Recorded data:

○ ○ ○ ○

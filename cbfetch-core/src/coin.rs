//! Coin registry: the closed set of supported Coinbase USD pairs.
//!
//! Each coin maps a stable slug (used in cache paths) to its ticker and the
//! Coinbase product id (`{TICKER}-USD`). Adding a coin means adding a variant.

use chrono::NaiveDate;
use serde::{Deserialize, Serialize};
use std::fmt;
use std::str::FromStr;

/// History start used when a coin's listing date is not recorded.
pub const DEFAULT_HISTORY_START: (i32, u32, u32) = (2017, 1, 1);

#[derive(Debug, Clone, Copy, PartialEq, Eq, Hash, PartialOrd, Ord, Serialize, Deserialize)]
#[serde(into = "String", try_from = "String")]
pub enum Coin {
    // Major cryptocurrencies
    Bitcoin,
    Ethereum,

    // Top 10 by market cap
    Solana,
    Xrp,
    Cardano,
    Avalanche,
    Dogecoin,
    Polkadot,
    Polygon,
    Chainlink,

    // Layer 1 & Layer 2
    Near,
    InternetComputer,
    Cosmos,
    Aptos,
    Arbitrum,
    Optimism,
    Sui,

    // DeFi
    Uniswap,
    Aave,
    Curve,
    Maker,
    Compound,
    Synthetix,
    Lido,
    Sushiswap,
    YearnFinance,
    Balancer,
    PerpetualProtocol,

    // Gaming & metaverse
    Sandbox,
    Decentraland,
    AxieInfinity,
    ImmutableX,
    EthereumNameService,
    Blur,
    ApeCoin,

    // Infrastructure
    Filecoin,
    TheGraph,
    Loopring,
    Ankr,
    Skale,
    MaskNetwork,

    // Bitcoin forks & classics
    Litecoin,
    BitcoinCash,
    EthereumClassic,

    // Privacy & payments
    Zcash,
    Stellar,

    // Enterprise & other
    VeChain,
    Hedera,
    Quant,
    Algorand,
    Eos,
    Tezos,
    Chiliz,

    // Utility tokens
    BasicAttentionToken,
    OneInch,

    // Meme coins
    ShibaInu,
    Dogwifhat,
}

impl Coin {
    pub const ALL: [Coin; 57] = [
        Coin::Bitcoin,
        Coin::Ethereum,
        Coin::Solana,
        Coin::Xrp,
        Coin::Cardano,
        Coin::Avalanche,
        Coin::Dogecoin,
        Coin::Polkadot,
        Coin::Polygon,
        Coin::Chainlink,
        Coin::Near,
        Coin::InternetComputer,
        Coin::Cosmos,
        Coin::Aptos,
        Coin::Arbitrum,
        Coin::Optimism,
        Coin::Sui,
        Coin::Uniswap,
        Coin::Aave,
        Coin::Curve,
        Coin::Maker,
        Coin::Compound,
        Coin::Synthetix,
        Coin::Lido,
        Coin::Sushiswap,
        Coin::YearnFinance,
        Coin::Balancer,
        Coin::PerpetualProtocol,
        Coin::Sandbox,
        Coin::Decentraland,
        Coin::AxieInfinity,
        Coin::ImmutableX,
        Coin::EthereumNameService,
        Coin::Blur,
        Coin::ApeCoin,
        Coin::Filecoin,
        Coin::TheGraph,
        Coin::Loopring,
        Coin::Ankr,
        Coin::Skale,
        Coin::MaskNetwork,
        Coin::Litecoin,
        Coin::BitcoinCash,
        Coin::EthereumClassic,
        Coin::Zcash,
        Coin::Stellar,
        Coin::VeChain,
        Coin::Hedera,
        Coin::Quant,
        Coin::Algorand,
        Coin::Eos,
        Coin::Tezos,
        Coin::Chiliz,
        Coin::BasicAttentionToken,
        Coin::OneInch,
        Coin::ShibaInu,
        Coin::Dogwifhat,
    ];

    fn names(self) -> (&'static str, &'static str) {
        match self {
            Coin::Bitcoin => ("bitcoin", "BTC"),
            Coin::Ethereum => ("ethereum", "ETH"),
            Coin::Solana => ("solana", "SOL"),
            Coin::Xrp => ("xrp", "XRP"),
            Coin::Cardano => ("ada", "ADA"),
            Coin::Avalanche => ("avalanche", "AVAX"),
            Coin::Dogecoin => ("dogecoin", "DOGE"),
            Coin::Polkadot => ("polkadot", "DOT"),
            Coin::Polygon => ("polygon", "MATIC"),
            Coin::Chainlink => ("chainlink", "LINK"),
            Coin::Near => ("near", "NEAR"),
            Coin::InternetComputer => ("internet-computer", "ICP"),
            Coin::Cosmos => ("cosmos", "ATOM"),
            Coin::Aptos => ("aptos", "APT"),
            Coin::Arbitrum => ("arbitrum", "ARB"),
            Coin::Optimism => ("optimism", "OP"),
            Coin::Sui => ("sui", "SUI"),
            Coin::Uniswap => ("uniswap", "UNI"),
            Coin::Aave => ("aave", "AAVE"),
            Coin::Curve => ("curve", "CRV"),
            Coin::Maker => ("maker", "MKR"),
            Coin::Compound => ("compound", "COMP"),
            Coin::Synthetix => ("synthetix", "SNX"),
            Coin::Lido => ("lido", "LDO"),
            Coin::Sushiswap => ("sushiswap", "SUSHI"),
            Coin::YearnFinance => ("yearn-finance", "YFI"),
            Coin::Balancer => ("balancer", "BAL"),
            Coin::PerpetualProtocol => ("perpetual-protocol", "PERP"),
            Coin::Sandbox => ("sandbox", "SAND"),
            Coin::Decentraland => ("decentraland", "MANA"),
            Coin::AxieInfinity => ("axie-infinity", "AXS"),
            Coin::ImmutableX => ("immutablex", "IMX"),
            Coin::EthereumNameService => ("ethereum-name-service", "ENS"),
            Coin::Blur => ("blur", "BLUR"),
            Coin::ApeCoin => ("apecoin", "APE"),
            Coin::Filecoin => ("filecoin", "FIL"),
            Coin::TheGraph => ("the-graph", "GRT"),
            Coin::Loopring => ("loopring", "LRC"),
            Coin::Ankr => ("ankr", "ANKR"),
            Coin::Skale => ("skale", "SKL"),
            Coin::MaskNetwork => ("mask-network", "MASK"),
            Coin::Litecoin => ("litecoin", "LTC"),
            Coin::BitcoinCash => ("bitcoin-cash", "BCH"),
            Coin::EthereumClassic => ("ethereum-classic", "ETC"),
            Coin::Zcash => ("zcash", "ZEC"),
            Coin::Stellar => ("stellar", "XLM"),
            Coin::VeChain => ("vechain", "VET"),
            Coin::Hedera => ("hedera", "HBAR"),
            Coin::Quant => ("quant", "QNT"),
            Coin::Algorand => ("algorand", "ALGO"),
            Coin::Eos => ("eos", "EOS"),
            Coin::Tezos => ("tezos", "XTZ"),
            Coin::Chiliz => ("chiliz", "CHZ"),
            Coin::BasicAttentionToken => ("basic-attention-token", "BAT"),
            Coin::OneInch => ("1inch", "1INCH"),
            Coin::ShibaInu => ("shiba-inu", "SHIB"),
            Coin::Dogwifhat => ("dogwifhat", "WIF"),
        }
    }

    /// Lowercase slug, e.g. `bitcoin`.
    pub fn slug(self) -> &'static str {
        self.names().0
    }

    /// Exchange ticker, e.g. `BTC`.
    pub fn ticker(self) -> &'static str {
        self.names().1
    }

    /// Coinbase product id, e.g. `BTC-USD`.
    pub fn product_id(self) -> String {
        format!("{}-USD", self.ticker())
    }

    /// First day Coinbase has candles for this pair, when known.
    pub fn listing_date(self) -> Option<NaiveDate> {
        match self {
            Coin::Bitcoin => NaiveDate::from_ymd_opt(2015, 7, 20),
            Coin::Ethereum => NaiveDate::from_ymd_opt(2016, 7, 21),
            Coin::Litecoin => NaiveDate::from_ymd_opt(2017, 5, 3),
            _ => None,
        }
    }

    /// Where a full-history prefetch starts.
    pub fn history_start(self) -> NaiveDate {
        let (y, m, d) = DEFAULT_HISTORY_START;
        self.listing_date()
            .or_else(|| NaiveDate::from_ymd_opt(y, m, d))
            .unwrap_or_default()
    }
}

impl fmt::Display for Coin {
    fn fmt(&self, f: &mut fmt::Formatter<'_>) -> fmt::Result {
        f.write_str(self.slug())
    }
}

#[derive(Debug, Clone, PartialEq, Eq, thiserror::Error)]
#[error("unknown coin '{0}'")]
pub struct UnknownCoin(pub String);

impl FromStr for Coin {
    type Err = UnknownCoin;

    /// Accepts a slug (`bitcoin`), ticker (`BTC`) or product id (`BTC-USD`),
    /// case-insensitively.
    fn from_str(s: &str) -> Result<Self, Self::Err> {
        let needle = s.trim();
        let ticker = match needle.rsplit_once('-') {
            Some((base, quote)) if quote.eq_ignore_ascii_case("USD") => base,
            _ => needle,
        };
        Coin::ALL
            .into_iter()
            .find(|c| {
                c.slug().eq_ignore_ascii_case(needle) || c.ticker().eq_ignore_ascii_case(ticker)
            })
            .ok_or_else(|| UnknownCoin(s.to_string()))
    }
}

impl From<Coin> for String {
    fn from(coin: Coin) -> String {
        coin.slug().to_string()
    }
}

impl TryFrom<String> for Coin {
    type Error = UnknownCoin;

    fn try_from(s: String) -> Result<Self, Self::Error> {
        s.parse()
    }
}

#[cfg(test)]
mod tests {
    use super::*;
    use std::collections::HashSet;

    #[test]
    fn slugs_and_tickers_are_unique() {
        let slugs: HashSet<_> = Coin::ALL.iter().map(|c| c.slug()).collect();
        let tickers: HashSet<_> = Coin::ALL.iter().map(|c| c.ticker()).collect();
        assert_eq!(slugs.len(), Coin::ALL.len());
        assert_eq!(tickers.len(), Coin::ALL.len());
    }

    #[test]
    fn parses_slug_ticker_and_product_id() {
        assert_eq!("bitcoin".parse::<Coin>().unwrap(), Coin::Bitcoin);
        assert_eq!("eth".parse::<Coin>().unwrap(), Coin::Ethereum);
        assert_eq!("SOL-USD".parse::<Coin>().unwrap(), Coin::Solana);
        assert_eq!("1inch".parse::<Coin>().unwrap(), Coin::OneInch);
        assert!("notacoin".parse::<Coin>().is_err());
    }

    #[test]
    fn product_id_quote_is_case_insensitive() {
        assert_eq!("btc-Usd".parse::<Coin>().unwrap(), Coin::Bitcoin);
        assert_eq!("eth-usd".parse::<Coin>().unwrap(), Coin::Ethereum);
        assert!("btc-eur".parse::<Coin>().is_err());
    }

    #[test]
    fn product_id_is_usd_pair() {
        assert_eq!(Coin::Bitcoin.product_id(), "BTC-USD");
        assert_eq!(Coin::Polygon.product_id(), "MATIC-USD");
    }

    #[test]
    fn history_start_falls_back_to_default() {
        assert_eq!(
            Coin::Bitcoin.history_start(),
            NaiveDate::from_ymd_opt(2015, 7, 20).unwrap()
        );
        assert_eq!(
            Coin::Sui.history_start(),
            NaiveDate::from_ymd_opt(2017, 1, 1).unwrap()
        );
    }

    #[test]
    fn serializes_as_slug() {
        assert_eq!(serde_json::to_string(&Coin::ShibaInu).unwrap(), "\"shiba-inu\"");
        let c: Coin = serde_json::from_str("\"avalanche\"").unwrap();
        assert_eq!(c, Coin::Avalanche);
    }
}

○ ○ ○ ○

What to do: Each line of the records with the word "NaiveDate" in it is to be copied.

Response to this exercise:
use chrono::NaiveDate;
    pub fn listing_date(self) -> Option<NaiveDate> {
            Coin::Bitcoin => NaiveDate::from_ymd_opt(2015, 7, 20),
            Coin::Ethereum => NaiveDate::from_ymd_opt(2016, 7, 21),
            Coin::Litecoin => NaiveDate::from_ymd_opt(2017, 5, 3),
    pub fn history_start(self) -> NaiveDate {
            .or_else(|| NaiveDate::from_ymd_opt(y, m, d))
            NaiveDate::from_ymd_opt(2015, 7, 20).unwrap()
            NaiveDate::from_ymd_opt(2017, 1, 1).unwrap()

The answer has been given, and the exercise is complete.